Monday should be quiet with the US release Wholesale Inventories.
Tuesday again will be very quiet with Fed Gov. Philip Jefferson and New York Fed President Williams speaking.
Wednesday will see the Consumer price index and Core CPI released at 8:30. The CPI is projected to have climbed 0.4% in April after rising 0.1% in March.
The PPI (Producer Price Index) will follow on Thursday at 8:30AM. This index tracks inflation from the standpoint of manufacturers and wholesalers. Prices are expected to have risen 0.3% in April. The Bank of England policy makers will meet and are expected to raise the key bank rate by 25 basis points to 4.5%.
Friday will see the release in the University of Michigan Consumer Sentiment Index-Preliminary Reading (May). U.K. Gross Domestic Product (GDP) for Q1for 2023.
Gold volatility has caught the market’s attention. US inflation data, Wednesday, will shed light on the extent of cooling of price pressures – core CPI is expected to have eased in April from 5.6% in March. Friday’s strong US jobs report triggered a scaling back in Fed rate cut expectations for July – down to 36% from a 60% chance before the data. If price pressures do not ease as expected, it could lead to a reassessment of the 75 bps of rate cuts priced in by the end of the year.
In the meantime, the spot price of gold has experienced volatility, briefly reaching a high. The surge in gold prices is attributed to macroeconomic uncertainty and safe-haven demand amid concerns over the U.S. and/or global economic recession. Additionally, signals that the Federal Reserve might be done with raising interest rates may have also contributed to the rise in gold prices.
Chinese consumers bought 198 tons of gold jewelry over the quarter, 41% of the global total, with demand resurging upon the removal of zero-Covid measures. However, high and volatile prices dented demand in India, which saw the weakest first quarter for three years. Overall, jewelry demand was relatively flat in the first quarter, with China offsetting the decline in India. Demand in Europe weakened, with Germany seeing a 73% fall in demand. The World Gold Council (WGC) attributed this to real interest rates turning positive and the rise in the euro gold price, which triggered profit-taking among investors.

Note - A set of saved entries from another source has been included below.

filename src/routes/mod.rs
use axum::Router;

use crate::state::AppState;

pub mod admin;
pub mod auth;
pub mod categories;
pub mod doc;
pub mod health;
pub mod orders;
pub mod params;
pub mod products;

// Build the API router without binding state; it is provided at the top level.
pub fn create_api_router() -> Router<AppState> {
    Router::new()
        .nest("/auth", auth::router())
        .nest("/categories", categories::router())
        .nest("/products", products::router())
        .nest("/orders", orders::router())
        .nest("/payments", orders::payments_router())
        .nest("/admin", admin::router())
}
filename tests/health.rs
use axum_storefront_api::routes::health::health_check;

#[tokio::test]
async fn health_check_returns_ok() {
    let response = health_check().await;
    assert_eq!(response.0.message, "Health check");

    let data = response.0.data.expect("health data");
    assert_eq!(data.status, "ok");
}
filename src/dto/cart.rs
use serde::{Deserialize, Serialize};
use utoipa::ToSchema;
use uuid::Uuid;

/// One line of the client-held cart. Only the product reference and quantity
/// are trusted; prices are recomputed server-side at checkout.
#[derive(Debug, Deserialize, ToSchema)]
pub struct CartLine {
    pub product_id: Uuid,
    pub quantity: i32,
}

#[derive(Debug, Deserialize, ToSchema)]
pub struct CheckoutRequest {
    /// Payment nonce produced by the gateway widget.
    pub nonce: String,
    pub cart: Vec<CartLine>,
}

#[derive(Debug, Serialize, ToSchema)]
pub struct ClientTokenResponse {
    pub client_token: String,
}
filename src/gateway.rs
use serde::{Deserialize, Serialize};
use uuid::Uuid;

use crate::{
    config::GatewayConfig,
    error::{AppError, AppResult},
};

/// Result of a charge submission. A declined charge is terminal for that
/// submission; the caller resubmits explicitly, there is no retry here.
#[derive(Debug, Clone)]
pub struct ChargeOutcome {
    pub success: bool,
    pub transaction_id: String,
}

/// Payment processor adapter. Only two operations are consumed: obtaining a
/// client token for the browser widget and submitting a charge. Everything
/// else (card forms, tokenization, 3DS) lives with the processor.
#[derive(Clone)]
pub enum PaymentGateway {
    Braintree(BraintreeClient),
    /// In-process stand-in for local development and tests. Charges succeed
    /// unless constructed with `declining()`.
    Sandbox { decline_charges: bool },
}

impl PaymentGateway {
    pub fn from_config(config: &GatewayConfig) -> AppResult<Self> {
        match config {
            GatewayConfig::Braintree {
                base_url,
                public_key,
                private_key,
            } => Ok(PaymentGateway::Braintree(BraintreeClient::new(
                base_url,
                public_key,
                private_key,
            )?)),
            GatewayConfig::Sandbox => Ok(PaymentGateway::sandbox()),
        }
    }

    pub fn sandbox() -> Self {
        PaymentGateway::Sandbox {
            decline_charges: false,
        }
    }

    pub fn declining() -> Self {
        PaymentGateway::Sandbox {
            decline_charges: true,
        }
    }

    pub async fn client_token(&self) -> AppResult<String> {
        match self {
            PaymentGateway::Braintree(client) => client.client_token().await,
            PaymentGateway::Sandbox { .. } => Ok(format!("sandbox-{}", Uuid::new_v4())),
        }
    }

    /// Submit a charge for `amount` cents against a payment nonce.
    pub async fn charge(&self, nonce: &str, amount: i64) -> AppResult<ChargeOutcome> {
        match self {
            PaymentGateway::Braintree(client) => client.charge(nonce, amount).await,
            PaymentGateway::Sandbox { decline_charges } => {
                if *decline_charges {
                    Err(AppError::Upstream("Transaction declined".into()))
                } else {
                    Ok(ChargeOutcome {
                        success: true,
                        transaction_id: format!("sandbox-txn-{}", Uuid::new_v4()),
                    })
                }
            }
        }
    }
}

#[derive(Clone)]
pub struct BraintreeClient {
    http: reqwest::Client,
    base_url: String,
    public_key: String,
    private_key: String,
}

#[derive(Debug, Deserialize)]
struct ClientTokenResponse {
    client_token: String,
}

#[derive(Debug, Serialize)]
struct TransactionRequest<'a> {
    payment_method_nonce: &'a str,
    /// Decimal string in major units, e.g. "10.99".
    amount: String,
    submit_for_settlement: bool,
}

#[derive(Debug, Deserialize)]
struct TransactionResponse {
    success: bool,
    #[serde(default)]
    transaction_id: String,
    #[serde(default)]
    message: String,
}

/// Checkout submits the charge while holding row locks on the products being
/// purchased, so this timeout also bounds how long those locks can be held.
const REQUEST_TIMEOUT: std::time::Duration = std::time::Duration::from_secs(10);

impl BraintreeClient {
    pub fn new(base_url: &str, public_key: &str, private_key: &str) -> AppResult<Self> {
        let http = reqwest::Client::builder()
            .timeout(REQUEST_TIMEOUT)
            .build()
            .map_err(|e| AppError::Internal(anyhow::anyhow!(e)))?;
        Ok(Self {
            http,
            base_url: base_url.trim_end_matches('/').to_string(),
            public_key: public_key.to_string(),
            private_key: private_key.to_string(),
        })
    }

    async fn client_token(&self) -> AppResult<String> {
        let url = format!("{}/client_token", self.base_url);
        let resp = self
            .http
            .post(&url)
            .basic_auth(&self.public_key, Some(&self.private_key))
            .send()
            .await
            .map_err(|e| AppError::Upstream(e.to_string()))?;

        if !resp.status().is_success() {
            return Err(AppError::Upstream(format!(
                "client token request failed with status {}",
                resp.status()
            )));
        }

        let body: ClientTokenResponse = resp
            .json()
            .await
            .map_err(|e| AppError::Upstream(e.to_string()))?;
        Ok(body.client_token)
    }

    async fn charge(&self, nonce: &str, amount: i64) -> AppResult<ChargeOutcome> {
        let url = format!("{}/transactions", self.base_url);
        let request = TransactionRequest {
            payment_method_nonce: nonce,
            amount: format_major_units(amount),
            submit_for_settlement: true,
        };

        let resp = self
            .http
            .post(&url)
            .basic_auth(&self.public_key, Some(&self.private_key))
            .json(&request)
            .send()
            .await
            .map_err(|e| AppError::Upstream(e.to_string()))?;

        if !resp.status().is_success() {
            return Err(AppError::Upstream(format!(
                "charge request failed with status {}",
                resp.status()
            )));
        }

        let body: TransactionResponse = resp
            .json()
            .await
            .map_err(|e| AppError::Upstream(e.to_string()))?;

        if !body.success {
            return Err(AppError::Upstream(if body.message.is_empty() {
                "Transaction declined".to_string()
            } else {
                body.message
            }));
        }

        Ok(ChargeOutcome {
            success: true,
            transaction_id: body.transaction_id,
        })
    }
}

fn format_major_units(cents: i64) -> String {
    format!("{}.{:02}", cents / 100, cents % 100)
}

#[cfg(test)]
mod tests {
    use super::*;

    #[tokio::test]
    async fn sandbox_issues_client_tokens() {
        let gateway = PaymentGateway::sandbox();
        let token = gateway.client_token().await.unwrap();
        assert!(token.starts_with("sandbox-"));
    }

    #[tokio::test]
    async fn sandbox_charge_succeeds_by_default() {
        let gateway = PaymentGateway::sandbox();
        let outcome = gateway.charge("fake-payment-nonce", 1100).await.unwrap();
        assert!(outcome.success);
    }

    #[tokio::test]
    async fn declining_sandbox_surfaces_upstream_error() {
        let gateway = PaymentGateway::declining();
        let err = gateway.charge("fake-payment-nonce", 1100).await.unwrap_err();
        assert!(matches!(err, AppError::Upstream(_)));
    }

    #[test]
    fn amounts_render_in_major_units() {
        assert_eq!(format_major_units(1100), "11.00");
        assert_eq!(format_major_units(905), "9.05");
        assert_eq!(format_major_units(50), "0.50");
    }
}
use argon2::{
    Argon2, PasswordHasher,
    password_hash::{PasswordHash, PasswordVerifier, SaltString},
};
use password_hash::rand_core::OsRng;

use crate::error::{AppError, AppResult};

/// Hash a secret with a fresh random salt. Two calls for the same input
/// produce different digests; both verify.
pub fn hash(plaintext: &str) -> AppResult<String> {
    let salt = SaltString::generate(&mut OsRng);
    let argon2 = Argon2::default();
    let digest = argon2
        .hash_password(plaintext.as_bytes(), &salt)
        .map_err(|e| AppError::Internal(anyhow::anyhow!(e.to_string())))?
        .to_string();
    Ok(digest)
}

/// Check a candidate against a stored digest. Mismatch and malformed digests
/// both come back as `false`, never as an error.
pub fn verify(plaintext: &str, digest: &str) -> bool {
    let parsed = match PasswordHash::new(digest) {
        Ok(parsed) => parsed,
        Err(_) => return false,
    };
    Argon2::default()
        .verify_password(plaintext.as_bytes(), &parsed)
        .is_ok()
}

#[cfg(test)]
mod tests {
    use super::*;

    #[test]
    fn hash_then_verify_round_trips() {
        let digest = hash("iloveecomm").unwrap();
        assert!(verify("iloveecomm", &digest));
        assert!(!verify("wrong password", &digest));
    }

    #[test]
    fn hashing_twice_salts_differently() {
        let first = hash("same input").unwrap();
        let second = hash("same input").unwrap();
        assert_ne!(first, second);
        assert!(verify("same input", &first));
        assert!(verify("same input", &second));
    }

    #[test]
    fn digest_does_not_contain_plaintext() {
        let digest = hash("hunter2hunter2").unwrap();
        assert!(!digest.contains("hunter2"));
    }

    #[test]
    fn malformed_digest_is_false_not_an_error() {
        assert!(!verify("anything", "not-a-phc-string"));
        assert!(!verify("anything", ""));
    }
}
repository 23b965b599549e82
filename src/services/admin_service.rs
use chrono::Utc;
use sea_orm::ActiveValue::Set;
use sea_orm::{
    ActiveModelTrait, ColumnTrait, Condition, EntityTrait, PaginatorTrait, QueryFilter, QueryOrder,
    QuerySelect,
};
use uuid::Uuid;

use crate::{
    audit::{AuditAction, log_audit},
    dto::orders::{OrderList, OrderWithItems, UpdateOrderStatusRequest},
    entity::{
        order_items::{Column as OrderItemCol, Entity as OrderItems},
        orders::{ActiveModel as OrderActive, Column as OrderCol, Entity as Orders},
    },
    error::{AppError, AppResult},
    middleware::auth::{AuthUser, ensure_admin},
    models::{Order, OrderStatus},
    response::{ApiResponse, Meta},
    routes::params::{OrderListQuery, SortOrder},
    services::order_service::{order_from_entity, order_item_from_entity},
    state::AppState,
};

pub async fn list_all_orders(
    state: &AppState,
    user: &AuthUser,
    query: OrderListQuery,
) -> AppResult<ApiResponse<OrderList>> {
    ensure_admin(user)?;
    let (page, limit, offset) = query.pagination.normalize();

    let mut condition = Condition::all();
    if let Some(status) = query.status {
        condition = condition.add(OrderCol::Status.eq(status.as_str()));
    }

    let sort_order = query.sort_order.unwrap_or(SortOrder::Desc);
    let mut finder = Orders::find().filter(condition);
    finder = match sort_order {
        SortOrder::Asc => finder.order_by_asc(OrderCol::CreatedAt),
        SortOrder::Desc => finder.order_by_desc(OrderCol::CreatedAt),
    };

    let total = finder.clone().count(&state.orm).await? as i64;

    let items = finder
        .limit(limit as u64)
        .offset(offset as u64)
        .all(&state.orm)
        .await?
        .into_iter()
        .map(order_from_entity)
        .collect();

    let meta = Meta::paged(page, limit, total);
    Ok(ApiResponse::success("Orders", OrderList { items }, Some(meta)))
}

pub async fn get_order_admin(
    state: &AppState,
    user: &AuthUser,
    id: Uuid,
) -> AppResult<ApiResponse<OrderWithItems>> {
    ensure_admin(user)?;
    let order = Orders::find_by_id(id)
        .one(&state.orm)
        .await?
        .map(order_from_entity);
    let order = match order {
        Some(o) => o,
        None => return Err(AppError::NotFound),
    };

    let items = OrderItems::find()
        .filter(OrderItemCol::OrderId.eq(order.id))
        .all(&state.orm)
        .await?
        .into_iter()
        .map(order_item_from_entity)
        .collect();

    Ok(ApiResponse::success(
        "Order found",
        OrderWithItems { order, items },
        Some(Meta::empty()),
    ))
}

/// Move an order along its lifecycle. Transitions run forward only;
/// re-asserting the current status succeeds without a write so retries are
/// harmless.
pub async fn update_order_status(
    state: &AppState,
    user: &AuthUser,
    id: Uuid,
    payload: UpdateOrderStatusRequest,
) -> AppResult<ApiResponse<Order>> {
    ensure_admin(user)?;

    let existing = Orders::find_by_id(id).one(&state.orm).await?;
    let existing = match existing {
        Some(o) => o,
        None => return Err(AppError::NotFound),
    };

    let current = OrderStatus::parse(&existing.status).unwrap_or(OrderStatus::NotProcessed);
    let requested = payload.status;

    if current == requested {
        return Ok(ApiResponse::success(
            "Order status unchanged",
            order_from_entity(existing),
            Some(Meta::empty()),
        ));
    }

    if !current.can_transition(requested) {
        return Err(AppError::Validation(format!(
            "Cannot move order from {} to {}",
            current.as_str(),
            requested.as_str()
        )));
    }

    let mut active: OrderActive = existing.into();
    active.status = Set(requested.as_str().to_string());
    active.updated_at = Set(Utc::now().into());
    let order = active.update(&state.orm).await?;

    if let Err(err) = log_audit(
        &state.pool,
        Some(user.user_id),
        AuditAction::OrderStatusUpdate,
        Some(serde_json::json!({ "order_id": order.id, "status": order.status })),
    )
    .await
    {
        tracing::warn!(error = %err, "audit log failed");
    }

    Ok(ApiResponse::success(
        "Order status updated",
        order_from_entity(order),
        Some(Meta::empty()),
    ))
}
use serde::{Deserialize, Serialize};
use utoipa::ToSchema;

use crate::models::Category;

#[derive(Debug, Deserialize, ToSchema)]
pub struct CategoryRequest {
    pub name: String,
}

#[derive(Debug, Serialize, ToSchema)]
pub struct CategoryList {
    pub items: Vec<Category>,
}
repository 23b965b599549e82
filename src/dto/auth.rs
use serde::{Deserialize, Serialize};
use utoipa::ToSchema;

use crate::models::User;

#[derive(Deserialize, Debug, ToSchema)]
pub struct RegisterRequest {
    pub name: String,
    pub email: String,
    pub password: String,
    pub phone: String,
    pub address: String,
    /// Security answer used to gate password reset.
    pub answer: String,
}

#[derive(Deserialize, Debug, ToSchema)]
pub struct LoginRequest {
    pub email: String,
    pub password: String,
}

#[derive(Debug, Serialize, ToSchema)]
pub struct LoginResponse {
    pub token: String,
    pub user: User,
}

#[derive(Deserialize, Debug, ToSchema)]
pub struct ForgotPasswordRequest {
    pub email: String,
    pub answer: String,
    pub new_password: String,
}

/// Partial profile update; absent fields keep their stored values.
/// Email is immutable after registration and is not accepted here.
#[derive(Deserialize, Debug, Default, ToSchema)]
pub struct UpdateProfileRequest {
    pub name: Option<String>,
    pub password: Option<String>,
    pub phone: Option<String>,
    pub address: Option<String>,
}

#[derive(Debug, Serialize, ToSchema)]
pub struct UserList {
    pub items: Vec<User>,
}
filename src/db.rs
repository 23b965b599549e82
use anyhow::Result;
use sea_orm::{ConnectionTrait, Database, DatabaseConnection, Statement};
use sqlx::postgres::PgPoolOptions;
use std::path::PathBuf;
use tokio::fs;

pub type DbPool = sqlx::PgPool;
pub type OrmConn = DatabaseConnection;

/// Create the sqlx pool used by the account and audit paths.
pub async fn create_pool(database_url: &str) -> Result<DbPool> {
    let pool = PgPoolOptions::new()
        .max_connections(10)
        .connect(database_url)
        .await?;
    Ok(pool)
}

/// Create a SeaORM connection for the catalog and order paths.
pub async fn create_orm_conn(database_url: &str) -> Result<OrmConn> {
    let conn = Database::connect(database_url).await?;
    Ok(conn)
}

/// Minimal migration runner that executes SQL files in `migrations/` in filename order.
pub async fn run_migrations(conn: &OrmConn) -> Result<()> {
    let mut entries = fs::read_dir("migrations").await?;
    let mut files: Vec<PathBuf> = Vec::new();
    while let Some(entry) = entries.next_entry().await? {
        let path = entry.path();
        if path.is_file() {
            files.push(path);
        }
    }
    files.sort();

    let backend = conn.get_database_backend();
    for file in files {
        let sql = fs::read_to_string(&file).await?;
        // Postgres prepared statements cannot contain multiple commands,
        // so split the migration file and run each statement individually.
        for stmt in sql.split(';') {
            let stmt = stmt.trim();
            if stmt.is_empty() {
                continue;
            }
            let statement = format!("{stmt};");
            conn.execute(Statement::from_string(backend, statement))
                .await?;
        }
    }

    Ok(())
}
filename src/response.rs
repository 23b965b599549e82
use serde::Serialize;
use utoipa::ToSchema;

/// Pagination block attached to list responses. Empty for single-item
/// responses so the envelope shape stays uniform.
#[derive(Debug, Serialize, ToSchema, Clone)]
pub struct Meta {
    pub page: Option<i64>,
    pub per_page: Option<i64>,
    pub total: Option<i64>,
}

impl Meta {
    pub fn paged(page: i64, per_page: i64, total: i64) -> Self {
        Self {
            page: Some(page),
            per_page: Some(per_page),
            total: Some(total),
        }
    }

    pub fn empty() -> Self {
        Self {
            page: None,
            per_page: None,
            total: None,
        }
    }
}

/// Uniform JSON envelope for every endpoint, success and error alike.
#[derive(Debug, Serialize, ToSchema)]
pub struct ApiResponse<T> {
    pub message: String,
    pub data: Option<T>,
    pub meta: Option<Meta>,
}

impl<T: Serialize> ApiResponse<T> {
    pub fn success(message: impl Into<String>, data: T, meta: Option<Meta>) -> Self {
        Self {
            message: message.into(),
            data: Some(data),
            meta,
        }
    }
}

impl ApiResponse<serde_json::Value> {
    /// Acknowledgement with no payload, for deletes and resets.
    pub fn message_only(message: impl Into<String>) -> Self {
        Self {
            message: message.into(),
            data: Some(serde_json::json!({})),
            meta: Some(Meta::empty()),
        }
    }
}
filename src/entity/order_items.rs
use sea_orm::entity::prelude::*;

#[derive(Clone, Debug, PartialEq, DeriveEntityModel)]
#[sea_orm(table_name = "order_items")]
pub struct Model {
    #[sea_orm(primary_key)]
    pub id: Uuid,
    pub order_id: Uuid,
    pub product_id: Uuid,
    pub quantity: i32,
    pub price: i64,
}

#[derive(Copy, Clone, Debug, EnumIter, DeriveRelation)]
pub enum Relation {
    #[sea_orm(
        belongs_to = "super::orders::Entity",
        from = "Column::OrderId",
        to = "super::orders::Column::Id"
    )]
    Orders,
    #[sea_orm(
        belongs_to = "super::products::Entity",
        from = "Column::ProductId",
        to = "super::products::Column::Id"
    )]
    Products,
}

impl Related<super::orders::Entity> for Entity {
    fn to() -> RelationDef {
        Relation::Orders.def()
    }
}

impl Related<super::products::Entity> for Entity {
    fn to() -> RelationDef {
        Relation::Products.def()
    }
}

impl ActiveModelBehavior for ActiveModel {}
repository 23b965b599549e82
use sea_orm::entity::prelude::*;

#[derive(Clone, Debug, PartialEq, DeriveEntityModel)]
#[sea_orm(table_name = "categories")]
pub struct Model {
    #[sea_orm(primary_key)]
    pub id: Uuid,
    pub name: String,
    pub slug: String,
}

#[derive(Copy, Clone, Debug, EnumIter, DeriveRelation)]
pub enum Relation {
    #[sea_orm(has_many = "super::products::Entity")]
    Products,
}

impl Related<super::products::Entity> for Entity {
    fn to() -> RelationDef {
        Relation::Products.def()
    }
}

impl ActiveModelBehavior for ActiveModel {}
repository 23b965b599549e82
pub mod password;
pub mod token;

Total gold supply increased by 1% year-on-year, driven by a first-quarter record high in mine production of 856 tons and higher recycling of 310 tons. The prices of precious metals diverged, with gold and silver falling after reaching their highest levels in over 2-2/3 years and nearly 14 months, respectively, while platinum and palladium rose. The gold/silver ratio has been in a downward trend in the past few weeks, dropping from the year-to-date high of 91.83oz to the below 80oz.
Calls continue for an end to the dominance of the US dollar in international trade. Brazilian President Luiz Inácio Lula da Silva has urged developing nations to work towards replacing the US dollar with their own currencies and has supported China’s efforts to boost the renminbi’s role in global commerce. Argentina has struck a similar deal with China that allows its companies to pay for Chinese imports with yuan. Argentine President Alberto Fernández and his Brazilian counterpart have vowed to work on a mechanism that would allow for the use of their national currencies instead of the US dollar in their bilateral trade. These calls reflect a broader global trend of countries looking to reduce their reliance on the US dollar and diversify their trading relationships, in part due to concerns about the stability of the US economy and the potential risks posed by US economic sanctions.
As shifting global economic landscape contributes to the volatility in gold prices, investors are increasingly viewing gold as a safe-haven asset amid macroeconomic uncertainty. Furthermore, the changing gold consumption patterns across the globe, with China leading the way in gold jewelry demand, highlight the growing influence of the Asian market in shaping the global gold industry. On the supply side, increased mine production and recycling have contributed to a modest year-on-year growth in the total gold supply.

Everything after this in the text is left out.